Showing posts with label mama thoughts. Show all posts
Showing posts with label mama thoughts. Show all posts

Thursday, May 08, 2008

Night night Papa for the third time

Look what Ray brought to contribute to game night dinner. :D

Ari has been into decorating herself lately. She found where we had our Sharpie markers- thank god, she was mostly interested in drawing on herself. Yesterday, she had to have two baths due to close encounters with food dyes and some washable markers.

Mind, I've been writing this entry over several days, so "yesterday" in the prior paragraph is like, Sunday.
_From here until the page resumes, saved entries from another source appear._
//! Summary statistics over bins of a region, computed either from raw
//! intervals or from the pre-aggregated records of a zoom level.

use std::collections::TryReserveError;
use std::fmt;
use std::ops::Range;
use std::str::FromStr;

use itertools::Itertools;
use thiserror::Error;

use crate::bbi::{Value, ZoomHeader, ZoomRecord};

/// The statistic to compute for each bin
#[derive(Copy, Clone, Debug, PartialEq, Eq)]
pub enum Statistic {
    /// Mean value, weighted by the number of bases covered
    Mean,
    /// Weighted population standard deviation
    Stdev,
    Min,
    Max,
    /// Sum of `value * bases` over the bin
    Sum,
    /// Fraction of the bin's bases that have data
    Coverage,
}

impl Statistic {
    pub fn as_str(&self) -> &'static str {
        match self {
            Statistic::Mean => "mean",
            Statistic::Stdev => "stdev",
            Statistic::Min => "min",
            Statistic::Max => "max",
            Statistic::Sum => "sum",
            Statistic::Coverage => "coverage",
        }
    }

    /// Whether zoom records only give the same result as raw data when none
    /// of them is split between bins. Mean and stdev tolerate the split.
    pub fn needs_whole_zoom_records(&self) -> bool {
        matches!(
            self,
            Statistic::Min | Statistic::Max | Statistic::Sum | Statistic::Coverage
        )
    }
}

impl fmt::Display for Statistic {
    fn fmt(&self, f: &mut fmt::Formatter<'_>) -> fmt::Result {
        f.write_str(self.as_str())
    }
}

#[derive(Debug, Error, PartialEq, Eq)]
#[error(
    "Unrecognized statistic `{}`. Only `mean`, `stdev`, `min`, `max`, `sum` and `coverage` are allowed.",
    .0
)]
pub struct UnknownStatistic(pub String);

impl FromStr for Statistic {
    type Err = UnknownStatistic;

    fn from_str(s: &str) -> Result<Self, Self::Err> {
        Ok(match s {
            "mean" => Statistic::Mean,
            "stdev" => Statistic::Stdev,
            "min" => Statistic::Min,
            "max" => Statistic::Max,
            "sum" => Statistic::Sum,
            "coverage" => Statistic::Coverage,
            _ => return Err(UnknownStatistic(s.to_owned())),
        })
    }
}

/// The `nbins + 1` boundaries splitting `[start, end)` into `nbins` bins.
///
/// Boundary `i` is `start + round((end - start) * i / nbins)` (rounding half
/// up), computed exactly. The first boundary is `start`, the last is `end`,
/// and bins differ in length by at most one base. When there are more bins
/// than bases, some bins are empty.
pub fn bin_boundaries(
    start: u32,
    end: u32,
    nbins: usize,
) -> Result<Vec<u32>, TryReserveError> {
    let mut boundaries = Vec::new();
    // Saturating, so an absurd bin count fails to reserve
    boundaries.try_reserve_exact(nbins.saturating_add(1))?;
    boundaries.push(start);
    if nbins == 0 {
        return Ok(boundaries);
    }
    let len = u128::from(end.saturating_sub(start));
    let n = nbins as u128;
    boundaries.extend((1..=n).map(|i| start + ((2 * len * i + n) / (2 * n)) as u32));
    Ok(boundaries)
}

/// The indices of the bins that `[start, end)` may overlap.
fn bins_overlapping(boundaries: &[u32], start: u32, end: u32) -> Range<usize> {
    let nbins = boundaries.len() - 1;
    let first = boundaries[1..].partition_point(|&b| b <= start);
    let last = boundaries[..nbins].partition_point(|&b| b < end);
    first..last.max(first)
}

#[derive(Copy, Clone, Debug)]
struct BinAccumulator {
    bases_covered: f64,
    sum: f64,
    sum_squares: f64,
    min: f64,
    max: f64,
}

impl Default for BinAccumulator {
    fn default() -> Self {
        BinAccumulator {
            bases_covered: 0.0,
            sum: 0.0,
            sum_squares: 0.0,
            min: f64::INFINITY,
            max: f64::NEG_INFINITY,
        }
    }
}

impl BinAccumulator {
    fn add(&mut self, bases_covered: f64, sum: f64, sum_squares: f64, min: f64, max: f64) {
        self.bases_covered += bases_covered;
        self.sum += sum;
        self.sum_squares += sum_squares;
        self.min = self.min.min(min);
        self.max = self.max.max(max);
    }

    fn finish(&self, statistic: Statistic, bin_len: u32) -> f64 {
        let empty = self.bases_covered <= 0.0;
        match statistic {
            Statistic::Sum => self.sum,
            Statistic::Coverage => match bin_len {
                0 => 0.0,
                _ => (self.bases_covered / f64::from(bin_len)).clamp(0.0, 1.0),
            },
            _ if empty => f64::NAN,
            Statistic::Mean => self.sum / self.bases_covered,
            Statistic::Min => self.min,
            Statistic::Max => self.max,
            Statistic::Stdev => {
                let mean = self.sum / self.bases_covered;
                let variance = self.sum_squares / self.bases_covered - mean * mean;
                variance.max(0.0).sqrt()
            }
        }
    }
}

fn accumulate<T>(
    items: &[T],
    start: u32,
    end: u32,
    nbins: usize,
    statistic: Statistic,
    mut add: impl FnMut(&T, &[u32], &mut [BinAccumulator]),
) -> Result<Vec<f64>, TryReserveError> {
    let boundaries = bin_boundaries(start, end, nbins)?;
    let mut bins = Vec::new();
    bins.try_reserve_exact(nbins)?;
    bins.resize(nbins, BinAccumulator::default());
    if nbins == 0 {
        return Ok(vec![]);
    }

    for item in items {
        add(item, &boundaries[..], &mut bins[..]);
    }

    let mut stats = Vec::new();
    stats.try_reserve_exact(nbins)?;
    stats.extend(
        boundaries
            .iter()
            .tuple_windows()
            .zip(bins.iter())
            .map(|((bin_start, bin_end), bin)| bin.finish(statistic, bin_end - bin_start)),
    );
    Ok(stats)
}

/// The number of bases of `[start, end)` inside bin `bin`.
fn overlap(boundaries: &[u32], bin: usize, start: u32, end: u32) -> u32 {
    end.min(boundaries[bin + 1])
        .saturating_sub(start.max(boundaries[bin]))
}

/// Computes `statistic` for each of `nbins` bins over `[start, end)` from raw
/// intervals. Each interval contributes to a bin in proportion to the bases
/// it shares with that bin; `NaN` values are ignored.
///
/// Empty bins are `0` for [`Statistic::Sum`] and [`Statistic::Coverage`],
/// and `NaN` otherwise.
pub fn aggregate(
    values: &[Value],
    start: u32,
    end: u32,
    nbins: usize,
    statistic: Statistic,
) -> Result<Vec<f64>, TryReserveError> {
    accumulate(values, start, end, nbins, statistic, |v, boundaries, bins| {
        let value = f64::from(v.value);
        if value.is_nan() {
            return;
        }
        for bin in bins_overlapping(boundaries, v.start, v.end) {
            let bases = overlap(boundaries, bin, v.start, v.end);
            if bases == 0 {
                continue;
            }
            let w = f64::from(bases);
            bins[bin].add(w, w * value, w * value * value, value, value);
        }
    })
}

/// Like [`aggregate`], but from zoom records.
///
/// A record only partially inside a bin contributes its bases covered, sum,
/// and sum of squares scaled by the fraction of the record inside the bin.
/// Its min and max are used as is. So results only match [`aggregate`] over
/// the same region when [`zoom_records_fit_bins`] holds, or for mean and
/// stdev, which are allowed to drift within floating point tolerance.
pub fn aggregate_zoom(
    records: &[ZoomRecord],
    start: u32,
    end: u32,
    nbins: usize,
    statistic: Statistic,
) -> Result<Vec<f64>, TryReserveError> {
    accumulate(records, start, end, nbins, statistic, |r, boundaries, bins| {
        let summary = &r.summary;
        let record_len = r.end.saturating_sub(r.start);
        if summary.bases_covered == 0 || record_len == 0 {
            return;
        }
        for bin in bins_overlapping(boundaries, r.start, r.end) {
            let bases = overlap(boundaries, bin, r.start, r.end);
            if bases == 0 {
                continue;
            }
            let fraction = f64::from(bases) / f64::from(record_len);
            bins[bin].add(
                summary.bases_covered as f64 * fraction,
                summary.sum * fraction,
                summary.sum_squares * fraction,
                summary.min_val,
                summary.max_val,
            );
        }
    })
}

/// Whether every record that carries data lies inside a single bin of
/// `boundaries`, which also means inside the queried region.
pub fn zoom_records_fit_bins(records: &[ZoomRecord], boundaries: &[u32]) -> bool {
    let (start, end) = match (boundaries.first(), boundaries.last()) {
        (Some(&start), Some(&end)) => (start, end),
        _ => return false,
    };
    records.iter().all(|r| {
        if r.summary.bases_covered == 0 || r.end <= r.start {
            return true;
        }
        if r.start < start || r.end > end {
            return false;
        }
        let next = boundaries.partition_point(|&b| b <= r.start);
        boundaries.get(next).map_or(false, |&b| r.end <= b)
    })
}

/// Picks the zoom level to summarize `[start, end)` into `nbins` bins: the
/// one with the largest reduction level that is at most half the bin size.
/// Returns `None` if no zoom level is fine enough.
pub fn select_zoom(
    zoom_headers: &[ZoomHeader],
    start: u32,
    end: u32,
    nbins: usize,
) -> Option<u32> {
    if nbins == 0 {
        return None;
    }
    let max_zoom_size =
        u64::from(end.saturating_sub(start)) / (nbins as u64).saturating_mul(2);
    zoom_headers
        .iter()
        .map(|z| z.reduction_level)
        .filter(|&r| r > 0 && u64::from(r) <= max_zoom_size)
        .max()
}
Today, on the other hand, has been a pretty exciting day. Ari cooked with me for the first time today. It was a pretty mixed success. :) She had been having kind of a rough, tantrumy day, and when I started cooking soup, she was really interested. I went ahead and got out a chair for her so she could see what I was doing, and I gave her a spoon to stir the broth, and so on.


Then I started seasoning the broth, and she was super interested in that, so I started aliquoting herbs and spices into a little cup, and letting her dump them into the broth. She was having a great time.

Then I had to go upstairs. Then, when I came downstairs, I discovered that, in cooking the five pounds of brisket that I cooked yesterday, I left the celery salt out on the table. I discovered this by finding the empty celery salt jar next to my beautifully seasoned beef broth! There wasn't much in the jar, but she'd still dumped about a tablespoon and a half of it into the now-incredibly-oversalted broth. I was able to rescue it with two more cups of unsalted broth and some tomato juice, but still. It just wasn't quite the same.

It was really cool cooking with her, though. I hope I get to do it LOTS more. :D

Second exciting thing is that Ari has- at long last- started to show interest in the potty. We went out and got one of those potty seats that goes on your big toilet, and she was very taken with it. She spent about an hour sitting on it this evening.

She has definitely not progressed to knowing what to use the potty for, mind. But this is still a big jump up from the little girl who didn't seem to notice that the potty existed at all or what we did with it.

Couple of other things: we taught Ari how to blow on dandelions for wishes. She really digs it. She's been really tantrumy of late. I choose to hope that this heralds the cusp of a new developmental stage.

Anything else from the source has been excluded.